# Three Observable Trends from the Analysis

## 1.) 
While the majority of players are male (84.03%), and they did account for the majority of the total purchase value ($1,967.64), the average purchase price and average total purchases per person did not have much difference by gender. Males in fact are the lowest in both categories. This leads to the assumption that a players gender does not have a large effect on their liklihood to make purchases within the game.

## 2.) 
The under 10 age group makes close to the fewest amount of purchases, however, when they do buy they likly target more expensive items. This can be seen as their age group has the second highest average purchase price and second highest average total purchase per person.

## 3.) 
Not only are the items named, Oathbreaker (Last Hope of the Breaking Storm) and Fiery Glass Crusader some of the most profitable items in the game, they are also very popular with players as they have are some of the most commonly purchased.

### Note
* Instructions have been included for each segment.

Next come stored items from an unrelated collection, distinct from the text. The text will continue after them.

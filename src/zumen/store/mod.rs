//! # Storage Layer
//!
//! The record store is a directory per drawing; this module hides that
//! behind the [`DrawingStore`] trait so the rest of the crate never touches
//! the filesystem directly.
//!
//! ## Design Rationale
//!
//! Storage is abstracted behind a trait to:
//! - Enable **testing** with `InMemoryStore` (no filesystem needed)
//! - Allow **future backends** (a database-backed record store) without
//!   changing the migration/audit logic
//! - Keep the classification and validation logic **decoupled** from
//!   persistence details
//!
//! The trait is deliberately narrow: read/enumerate/move/remove plus
//! metadata document access. Nothing above this layer composes paths.
//!
//! ## Implementations
//!
//! - [`fs::FileStore`]: production store over the on-disk layout
//!   `<root>/drawing-<id>/{images,videos,pdfs,programs}/<folder>/<file>`
//!   with `instruction.json` at the drawing root
//! - [`memory::InMemoryStore`]: in-memory store for tests
//!
//! ## Listing semantics
//!
//! `list_dirs`/`list_files` return sorted names. An absent drawing,
//! category directory, or folder yields an empty listing, never an error —
//! the store has historically tolerated sparse layouts. `list_files`
//! is flat: directories nested inside a step folder are not listed.

use crate::error::Result;
use crate::model::{DrawingId, MediaCategory, MetadataDocument};
use std::path::PathBuf;

pub mod fs;
pub mod memory;

/// Abstract interface for drawing record storage.
pub trait DrawingStore {
    /// All drawing ids present in the store, sorted.
    fn list_drawings(&self) -> Result<Vec<DrawingId>>;

    /// Whether the drawing's record directory exists.
    fn drawing_exists(&self, id: &DrawingId) -> bool;

    /// Read the metadata document; `None` when the drawing has none.
    fn read_metadata(&self, id: &DrawingId) -> Result<Option<MetadataDocument>>;

    /// Rewrite the metadata document.
    fn write_metadata(&mut self, id: &DrawingId, doc: &MetadataDocument) -> Result<()>;

    /// Keep a `.bak` copy of the current metadata document. No-op when the
    /// drawing has no document or a backup already exists.
    fn backup_metadata(&mut self, id: &DrawingId) -> Result<()>;

    /// Immediate child directory names of one category directory.
    fn list_dirs(&self, id: &DrawingId, category: MediaCategory) -> Result<Vec<String>>;

    /// File names directly inside one folder of one category.
    fn list_files(
        &self,
        id: &DrawingId,
        category: MediaCategory,
        folder: &str,
    ) -> Result<Vec<String>>;

    /// Contents of one file (used by export).
    fn read_file(
        &self,
        id: &DrawingId,
        category: MediaCategory,
        folder: &str,
        name: &str,
    ) -> Result<Vec<u8>>;

    /// Create a folder inside a category directory (parents included).
    fn create_dir(&mut self, id: &DrawingId, category: MediaCategory, folder: &str)
        -> Result<()>;

    /// Move one file between folders of the same category, preserving its
    /// name. Fails with `FileCollision` when the destination already has a
    /// file of that name; the source is left untouched.
    fn move_file(
        &mut self,
        id: &DrawingId,
        category: MediaCategory,
        from: &str,
        to: &str,
        name: &str,
    ) -> Result<()>;

    /// Remove an empty folder. Fails when the folder still has entries.
    fn remove_empty_dir(
        &mut self,
        id: &DrawingId,
        category: MediaCategory,
        folder: &str,
    ) -> Result<()>;

    /// Path of a folder for reporting. Purely informational for
    /// non-filesystem backends.
    fn folder_path(&self, id: &DrawingId, category: MediaCategory, folder: &str) -> PathBuf;
}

You do not have to follow them exactly, but they are included to help you think through the steps.

In [1]:
# Import pandas to use the library
import pandas as pd

In [2]:
# Set the path for the file to Load 
file = "Resources/purchase_data.csv"

# Read the purchase_data.csv file and store it into Pandas data frame
purchase_data_df = pd.read_csv(file)
purchase_data_df.head()

Unnamed: 0,Purchase ID,SN,Age,Gender,Item ID,Item Name,Price
0,0,Lisim78,20,Male,108,"Extraction, Quickblade Of Trembling Hands",3.53
1,1,Lisovynya38,40,Male,143,Frenzied Scimitar,1.56
2,2,Ithergue48,24,Male,92,Final Critic,4.88
3,3,Chamassasya86,24,Male,100,Blindscythe,3.27
4,4,Iskosia90,23,Male,131,Fury,1.44


## Player Count

* Display the total number of players


In [3]:
# To find the number of players, look at the 'SN' column and find all of the unique values for this column
# The SN column is the name of the player so a .nunique() function will return the total number of players
num_players = purchase_data_df["SN"].nunique()
num_players

576

In [4]:
# Create a data frame to display the total number of players
num_players_df = pd.DataFrame({"Total Players":[num_players]})
num_players_df

Unnamed: 0,Total Players
0,576


## Purchasing Analysis (Total)

* Run basic calculations to obtain number of unique items, average price, etc.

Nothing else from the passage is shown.